When World War 1 broke out in 1914, most of Britain rejoiced. There was a rush to join the army and many young men did as they decided it was their patriotic duty to fight for their ‘mother country’. Many also joined the army because they thought the war would be an adventure and because war was being glorified and made into an exciting game at that time. Being a soldier gave you a higher status and a public respect. These ideas were reflected in many early war poems such as Rupert Brooke’s ‘The Soldier’ and Jessie Pope’s ‘Who’s for the Game?’

      In the poem the ‘The Soldier’ Brooke gives war a clean, sanitized and idealistic look, such as making England seem the perfect place and associating England with only good words (For example peace and friends laughter.) Brooke also makes war sound romantic as he makes it sound dashing and glorious like a cavalry charge and he then omits all the actual fighting and getting wounded, gassed, shot, maimed or injured. The poem is about being a hero and being taken to heaven.

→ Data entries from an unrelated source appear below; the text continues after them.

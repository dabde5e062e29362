use std::path::Path;

use anyhow::{Result, bail};
use tracing::info;

use crate::cli::ExtractArgs;
use crate::commands::source_info;
use crate::model::QuestionsManifest;
use crate::questions::QuestionExtractor;
use crate::util::write_json_pretty;

pub fn run(args: ExtractArgs) -> Result<()> {
    extract(&args.input, &args.questions)?;
    Ok(())
}

pub fn extract(input: &Path, questions_path: &Path) -> Result<QuestionsManifest> {
    if !input.exists() {
        bail!("input document not found: {}", input.display());
    }

    info!(input = %input.display(), "extracting questions");

    let extractor = QuestionExtractor::new()?;
    let extracted = extractor.extract_file(input)?;
    if extracted.questions.is_empty() {
        bail!("no questions found in {}", input.display());
    }

    let manifest = QuestionsManifest {
        question_indices: extracted.records.iter().map(|record| record.position).collect(),
        question_texts: extracted.records.iter().map(|record| record.text.clone()).collect(),
        question_formats: extracted
            .records
            .iter()
            .map(|record| record.format.clone())
            .collect(),
        questions: extracted.questions,
        context: extracted.context,
        source: Some(source_info(input, extracted.kind)?),
    };

    write_json_pretty(questions_path, &manifest)?;

    info!(
        path = %questions_path.display(),
        questions = manifest.questions.len(),
        located = manifest.question_indices.len(),
        quiz_sections = extracted.quiz_sections,
        "saved questions"
    );

    Ok(manifest)
}
use clap::Parser;
use commit_lens_core::{
    execute_insight_flow, style, AnalysisReport, CoreCliArgs, FeedbackKind,
};

#[tokio::main]
async fn main() {
    let args = CoreCliArgs::parse();
    let as_json = args.json;

    match execute_insight_flow(args).await {
        Ok(report) => {
            if as_json {
                print_json(&report);
            } else {
                render_report(&report);
            }
        }
        Err(e) => {
            eprintln!(
                "{} {} {}",
                style("❌"),
                style("commit-lens failed:").red().bold(),
                style(&e).red()
            );
            std::process::exit(1);
        }
    }
}

fn print_json(report: &AnalysisReport) {
    match serde_json::to_string_pretty(report) {
        Ok(json) => println!("{json}"),
        Err(e) => {
            eprintln!("{} {}", style("❌ failed to encode report:").red().bold(), e);
            std::process::exit(1);
        }
    }
}

fn render_report(report: &AnalysisReport) {
    let params = &report.params;
    let stats = &report.stats;
    let insight = &report.insight;

    println!("\n{}", style("commit-lens 🔍 contribution report").cyan().bold());
    println!(
        "{}\n",
        style(format!(
            "{}/{} · author {} · from {} to {}",
            params.owner, params.repo, params.author, params.since, params.until
        ))
        .dim()
    );

    println!("{}", style("statistics:").cyan().bold());
    println!(
        "  {} commits · +{} / -{} lines (net {}) · {} files",
        stats.total_commits,
        stats.total_additions,
        stats.total_deletions,
        stats.net_changes,
        stats.files_modified
    );
    if stats.largest_commit.changes > 0 {
        let first_line = stats
            .largest_commit
            .message
            .lines()
            .next()
            .unwrap_or_default();
        println!(
            "  largest commit: {} ({} lines) - {}",
            &stats.largest_commit.sha[..stats.largest_commit.sha.len().min(7)],
            stats.largest_commit.changes,
            first_line
        );
    }
    println!();

    let score = insight.productivity_score;
    let score_text = format!("productivity score: {score}/100");
    let styled_score = if score >= 80 {
        style(score_text).green().bold()
    } else if score >= 50 {
        style(score_text).yellow().bold()
    } else {
        style(score_text).red().bold()
    };
    println!("{styled_score}\n");

    if !insight.executive_summary.is_empty() {
        println!("{}", style("summary:").cyan().bold());
        println!("{}\n", insight.executive_summary);
    }

    if !insight.xyz_feedback.is_empty() {
        println!("{}", style("feedback:").cyan().bold());
        for item in &insight.xyz_feedback {
            let marker = match item.kind {
                FeedbackKind::Positive => style("+").green().bold(),
                FeedbackKind::Improvement => style("~").yellow().bold(),
                FeedbackKind::Neutral => style("·").dim(),
            };
            println!("  {} {}", marker, style(&item.situation).bold());
            println!("    {}", item.behavior);
            println!("    {}", style(&item.impact).dim());
        }
        println!();
    }

    print_list("strengths:", &insight.strengths);
    print_list("areas to improve:", &insight.areas_of_improvement);
    print_list("recommendations:", &insight.recommendations);
    print_list("implemented features:", &insight.implemented_features);

    let quality = &insight.commit_quality;
    println!("{}", style("commit message quality:").cyan().bold());
    println!(
        "  average length {} chars · conventional commits {}% · descriptive score {}/100",
        quality.average_message_length,
        quality.conventional_usage_percent,
        quality.descriptive_score
    );
    for suggestion in &quality.suggestions {
        println!("  - {suggestion}");
    }
    println!();

    if !report.timeline.is_empty() {
        println!("{}", style("recent activity:").cyan().bold());
        for event in report.timeline.iter().take(5) {
            println!("  {}", style(&event.date).bold());
            for commit in &event.commits {
                println!(
                    "    {} {} (+{}/-{})",
                    style(&commit.sha).yellow(),
                    commit.message,
                    commit.additions,
                    commit.deletions
                );
            }
        }
        println!();
    }
}

fn print_list(title: &str, items: &[String]) {
    if items.is_empty() {
        return;
    }
    println!("{}", style(title).cyan().bold());
    for item in items {
        println!("  - {item}");
    }
    println!();
}
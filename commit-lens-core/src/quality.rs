// commit message quality heuristics - derived from messages only,
// independent of diff content

use crate::github::CommitRecord;
use lazy_static::lazy_static;
use regex::Regex;
use serde::{Deserialize, Serialize};

lazy_static! {
    // conventional commits header: type(scope)?: description
    static ref CONVENTIONAL_PATTERN: Regex = Regex::new(
        r"(?i)^(feat|fix|docs|style|refactor|perf|test|chore|ci|build|revert)(\(.+\))?:\s.+"
    )
    .unwrap();
}

/// message-hygiene metrics; the numeric fields are computed locally, the
/// suggestions are filled in later from the model response
#[derive(Debug, Clone, Default, Serialize, Deserialize)]
#[serde(rename_all = "camelCase")]
pub struct CommitQualityMetrics {
    pub average_message_length: u64,
    pub conventional_usage_percent: u64,
    pub descriptive_score: u64,
    pub suggestions: Vec<String>,
}

/// derive message-quality metrics from the commit sequence; an empty set
/// yields all zeros
pub fn analyse_commit_quality(commits: &[CommitRecord]) -> CommitQualityMetrics {
    if commits.is_empty() {
        return CommitQualityMetrics::default();
    }

    let total = commits.len() as f64;
    let total_length: usize = commits.iter().map(|c| c.commit.message.len()).sum();
    let conventional_count = commits
        .iter()
        .filter(|c| CONVENTIONAL_PATTERN.is_match(&c.commit.message))
        .count() as f64;

    let average_length = total_length as f64 / total;
    let conventional_ratio = conventional_count / total;
    let descriptive_score = (average_length * 1.5 + conventional_ratio * 20.0).min(100.0);

    CommitQualityMetrics {
        average_message_length: average_length.round() as u64,
        conventional_usage_percent: (conventional_ratio * 100.0).round() as u64,
        descriptive_score: descriptive_score.round() as u64,
        suggestions: Vec::new(),
    }
}

#[cfg(test)]
mod tests {
    use super::*;
    use crate::github::{CommitAuthor, CommitMeta};
    use chrono::DateTime;

    fn with_messages(messages: &[&str]) -> Vec<CommitRecord> {
        messages
            .iter()
            .map(|message| CommitRecord {
                sha: "abc1234".to_string(),
                commit: CommitMeta {
                    author: CommitAuthor {
                        name: "dev".to_string(),
                        email: "dev@example.com".to_string(),
                        date: DateTime::parse_from_rfc3339("2024-03-04T10:00:00Z").unwrap(),
                    },
                    message: message.to_string(),
                },
                stats: None,
                files: None,
            })
            .collect()
    }

    #[test]
    fn empty_commit_set_yields_all_zeros() {
        let metrics = analyse_commit_quality(&[]);
        assert_eq!(metrics.average_message_length, 0);
        assert_eq!(metrics.conventional_usage_percent, 0);
        assert_eq!(metrics.descriptive_score, 0);
        assert!(metrics.suggestions.is_empty());
    }

    #[test]
    fn fully_conventional_set_scores_one_hundred_percent() {
        let commits = with_messages(&["feat(auth): add login"]);
        let metrics = analyse_commit_quality(&commits);

        assert_eq!(metrics.conventional_usage_percent, 100);
        // "feat(auth): add login" is 21 chars: 21 * 1.5 + 20 = 51.5
        assert_eq!(metrics.average_message_length, 21);
        assert_eq!(metrics.descriptive_score, 52);
    }

    #[test]
    fn prefix_matching_is_case_insensitive_and_scope_optional() {
        let commits = with_messages(&["FIX: handle empty input", "refactor: split parser"]);
        let metrics = analyse_commit_quality(&commits);
        assert_eq!(metrics.conventional_usage_percent, 100);
    }

    #[test]
    fn unknown_prefixes_do_not_count_as_conventional() {
        let commits = with_messages(&["feature: not a valid type tag here really"]);
        let metrics = analyse_commit_quality(&commits);
        assert_eq!(metrics.conventional_usage_percent, 0);
    }

    #[test]
    fn all_empty_messages_score_zero() {
        let commits = with_messages(&["", "", ""]);
        let metrics = analyse_commit_quality(&commits);
        assert_eq!(metrics.descriptive_score, 0);
        assert_eq!(metrics.average_message_length, 0);
    }

    #[test]
    fn descriptive_score_is_capped_at_one_hundred() {
        let long = "feat(core): implement the full aggregation pipeline with language \
                    histograms, calendar bucketing and keyword extraction";
        let commits = with_messages(&[long]);
        let metrics = analyse_commit_quality(&commits);
        assert_eq!(metrics.descriptive_score, 100);
    }
}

     Patriotism is reflected in the poem as Brooke makes it sound as if you are English and you die for England, you are precious: England’s ‘richer dust’ is contained in you and when you die you make the land where you have fallen part of England. There is a repetition of England and whenever England is mentioned good things are said about it. There is also the implication that God is on England’s side, this is shown in the poem as Brooke makes the reader think that our soldiers are being blessed by God. For example ‘blest by suns of home.’  Brooke also suggests that it is your patriotic duty to go and fight for the country that ‘bore, shaped and made you aware’ and gave you life. You must repay ‘her’ by fighting England’s enemies. England is also personified as a mother because war was a call to man’s protective instinct and possibly to his chivalry.                                                                                                                          As the war progressed the views about the war changed as well. More people stopped thinking that the war was glorious and exciting and they began to realise just how deadly and dangerous war was. They also realised the cost of war was damaging to the country, not just economically but also through by the huge numbers of the dead and wounded. People began to wonder whether the sacrifice of these men was worth the benefits of the war and whether there was even any point to the war. The war poems written at that time began to show this contrast. The early, naïve poems of Brooke and Pope contrast with the experienced poems of Owen. The ideas that they had on war were clearly different.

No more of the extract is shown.